The Fed’s purchases of $US85 billion of bonds and mortgages each month as part of its now long-standing quantitative easing program has kept US interest rates at negligible levels, as it intended. It has also forced investors into a pursuit of higher-returning and higher-risk assets, which was also intended as the Fed seeks to promote some growth in the US economy.
The program, however, may have been too successful.
The big risks of the QE programs were generally thought to be that they would eventually ignite inflation and that when they ended and US rates started to rise they could create bloodbaths in US bond and credit markets.
The risk of a meltdown in the bond market remains, with the Fed members increasingly discussing whether or not to end the program sometime this year. Concerns about inflation, however, appear to have receded, partly because of the stressed fiscal position of the US government and the dampening effects that has had and will continue to have on levels of US growth.
Both the members and the Fed staff have noted the potential for such a lengthy period of low long-term interest rates to encourage excessive risk-taking, which could have adverse consequences for financial stability by creating financial imbalances within particular financial markets.
There is little doubt that the major factor in the surge in global equity markets over the past six months has been fuelled by that search for higher returns.
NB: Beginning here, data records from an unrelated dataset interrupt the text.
//! Culling inputs consumed by the render passes. The frustum itself belongs
//! to the caller; passes only ask yes/no questions through [`CullVolume`].

use voxmesh_geom::{Aabb, Vec3};

pub trait CullVolume {
    fn box_visible(&self, bounds: &Aabb) -> bool;
    fn sphere_visible(&self, center: Vec3, radius: f32) -> bool;
}

/// Accepts everything.
#[derive(Copy, Clone, Debug, Default)]
pub struct NoCull;

impl CullVolume for NoCull {
    fn box_visible(&self, _: &Aabb) -> bool {
        true
    }
    fn sphere_visible(&self, _: Vec3, _: f32) -> bool {
        true
    }
}

/// Visibility sphere around a viewpoint, for headless runs without a camera frustum.
#[derive(Copy, Clone, Debug)]
pub struct SphereCull {
    pub center: Vec3,
    pub radius: f32,
}

impl CullVolume for SphereCull {
    fn box_visible(&self, bounds: &Aabb) -> bool {
        bounds.distance_sq(self.center) <= self.radius * self.radius
    }

    fn sphere_visible(&self, center: Vec3, radius: f32) -> bool {
        let r = self.radius + radius;
        let d = center - self.center;
        d.dot(d) <= r * r
    }
}

/// Point light with a finite range.
#[derive(Copy, Clone, Debug, PartialEq)]
pub struct DynamicLight {
    pub position: Vec3,
    pub radius: f32,
    pub color: Vec3,
}

impl DynamicLight {
    pub fn touches_box(&self, bounds: &Aabb) -> bool {
        bounds.distance_sq(self.position) <= self.radius * self.radius
    }

    pub fn touches_sphere(&self, center: Vec3, radius: f32) -> bool {
        let r = self.radius + radius;
        let d = center - self.position;
        d.dot(d) <= r * r
    }
}

/// Per-frame view facts shared by every pass.
#[derive(Copy, Clone, Debug, Default, PartialEq)]
pub struct ViewState {
    pub eye: Vec3,
    /// Set while rendering a mirrored view.
    pub mirror: bool,
}

/// One instance of a model in the scene.
#[derive(Copy, Clone, Debug, PartialEq)]
pub struct ModelRenderParam {
    /// World position of the model origin.
    pub position: Vec3,
    /// Uniform scale; the bounding radius grows with it.
    pub scale: f32,
    pub custom_color: Vec3,
    pub opacity: f32,
    /// First-person items drawn in a compressed depth range.
    pub depth_hack: bool,
    pub cast_shadow: bool,
    pub ghost: bool,
}

impl Default for ModelRenderParam {
    fn default() -> Self {
        Self {
            position: Vec3::ZERO,
            scale: 1.0,
            custom_color: Vec3::ZERO,
            opacity: 1.0,
            depth_hack: false,
            cast_shadow: true,
            ghost: false,
        }
    }
}

impl ModelRenderParam {
    pub fn at(position: Vec3) -> Self {
        Self {
            position,
            ..Self::default()
        }
    }
}
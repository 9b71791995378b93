use voxmesh_geom::IVec3;

/// Outward direction of a cell face. Terrain uses Z as the vertical axis.
#[derive(Copy, Clone, Debug, Eq, PartialEq, Hash)]
pub enum Face {
    PosZ = 0,
    NegZ = 1,
    NegX = 2,
    PosX = 3,
    NegY = 4,
    PosY = 5,
}

/// Corner and tangent edges of a unit quad, relative to the cell's minimum corner.
#[derive(Copy, Clone, Debug, Eq, PartialEq)]
pub struct QuadBasis {
    pub corner: IVec3,
    pub u: IVec3,
    pub v: IVec3,
}

impl Face {
    /// Emission order used by the chunk mesher; part of the output byte layout.
    pub const ALL: [Face; 6] = [
        Face::PosZ,
        Face::NegZ,
        Face::NegX,
        Face::PosX,
        Face::NegY,
        Face::PosY,
    ];

    #[inline]
    pub fn index(self) -> usize {
        self as usize
    }

    /// Falls back to `PosZ` for out-of-range indices.
    #[inline]
    pub fn from_index(i: usize) -> Face {
        Face::ALL.get(i).copied().unwrap_or(Face::PosZ)
    }

    /// Integer grid step out of this face.
    #[inline]
    pub const fn delta(self) -> IVec3 {
        match self {
            Face::PosZ => IVec3::new(0, 0, 1),
            Face::NegZ => IVec3::new(0, 0, -1),
            Face::NegX => IVec3::new(-1, 0, 0),
            Face::PosX => IVec3::new(1, 0, 0),
            Face::NegY => IVec3::new(0, -1, 0),
            Face::PosY => IVec3::new(0, 1, 0),
        }
    }

    /// Quad spanned for this face of a terrain cell. The tangents double as
    /// the AO sampling axes.
    #[inline]
    pub const fn chunk_quad(self) -> QuadBasis {
        match self {
            Face::PosZ => QuadBasis {
                corner: IVec3::new(1, 0, 1),
                u: IVec3::new(-1, 0, 0),
                v: IVec3::new(0, 1, 0),
            },
            Face::NegZ => QuadBasis {
                corner: IVec3::new(0, 0, 0),
                u: IVec3::new(1, 0, 0),
                v: IVec3::new(0, 1, 0),
            },
            Face::NegX => QuadBasis {
                corner: IVec3::new(0, 1, 0),
                u: IVec3::new(0, 0, 1),
                v: IVec3::new(0, -1, 0),
            },
            Face::PosX => QuadBasis {
                corner: IVec3::new(1, 0, 0),
                u: IVec3::new(0, 0, 1),
                v: IVec3::new(0, 1, 0),
            },
            Face::NegY => QuadBasis {
                corner: IVec3::new(0, 0, 0),
                u: IVec3::new(0, 0, 1),
                v: IVec3::new(1, 0, 0),
            },
            Face::PosY => QuadBasis {
                corner: IVec3::new(1, 1, 0),
                u: IVec3::new(0, 0, 1),
                v: IVec3::new(-1, 0, 0),
            },
        }
    }

    /// Directional darkening carried in the alpha byte of chunk vertex colors.
    #[inline]
    pub const fn shading(self) -> u8 {
        match self {
            Face::PosZ | Face::PosY | Face::NegX | Face::PosX => 0,
            Face::NegZ => 220,
            Face::NegY => 255,
        }
    }
}

#[cfg(test)]
mod tests {
    use super::*;

    #[test]
    fn quad_tangents_lie_in_face_plane() {
        for face in Face::ALL {
            let q = face.chunk_quad();
            let n = face.delta();
            assert_eq!(q.u.dot(n), 0, "{face:?}");
            assert_eq!(q.v.dot(n), 0, "{face:?}");
            assert_eq!(q.u.cross(q.v).dot(n).abs(), 1, "{face:?}");
        }
    }

    #[test]
    fn quad_stays_on_outer_side_of_cell() {
        for face in Face::ALL {
            let q = face.chunk_quad();
            let d = face.delta();
            let plane = if d.dot(IVec3::new(1, 1, 1)) > 0 { 1 } else { 0 };
            for p in [q.corner, q.corner + q.u, q.corner + q.v, q.corner + q.u + q.v] {
                assert_eq!(p.dot(d).abs(), plane, "{face:?}");
                assert!(p.x >= 0 && p.x <= 1 && p.y >= 0 && p.y <= 1 && p.z >= 0 && p.z <= 1);
            }
        }
    }

    #[test]
    fn index_roundtrip() {
        for face in Face::ALL {
            assert_eq!(Face::from_index(face.index()), face);
        }
        assert_eq!(Face::from_index(17), Face::PosZ);
    }
}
It is probably also not a coincidence that the gold price peaked around the same time that the equity markets took off, with investors less concerned about inflation than they were about returns.
What’s particularly interesting about the precipitous fall in the gold price over the past week is that it started on Tuesday last week – the same day that the minutes of the Fed’s March meeting were inadvertently released. (The Fed accidentally emailed the minutes to more than 150 people, including some of the world’s largest banks, a day early).
Whether it was the lack of concern about the prospects for inflation, the musings about ceasing the QE purchases before the end of this year or the worries about the unintended consequences within markets that unsettled investors is unclear but something in those minutes appears to have spooked markets already uneasy because of the fresh instability in Europe and a weaker growth outlook for China.
Certainly, if the market believed the Fed’s asset purchases – which have kept interest rates low and funnelled flows of funds into other markers – were likely to end in the near term, it would act in anticipation rather than waiting for the announcement that the program would end.
Perhaps that’s what we are now seeing – the unwinding of positions that had little to do with economic fundamentals or risk assessments.
With Europe in recession and its structural issues unresolved, China’s growth rate lower than the markets expected, and its own structural issues to address, and the US economic recovery faltering again, the global economic fundamentals don’t appear to support the levels of optimism that, until the past week, the markets had been capitalising.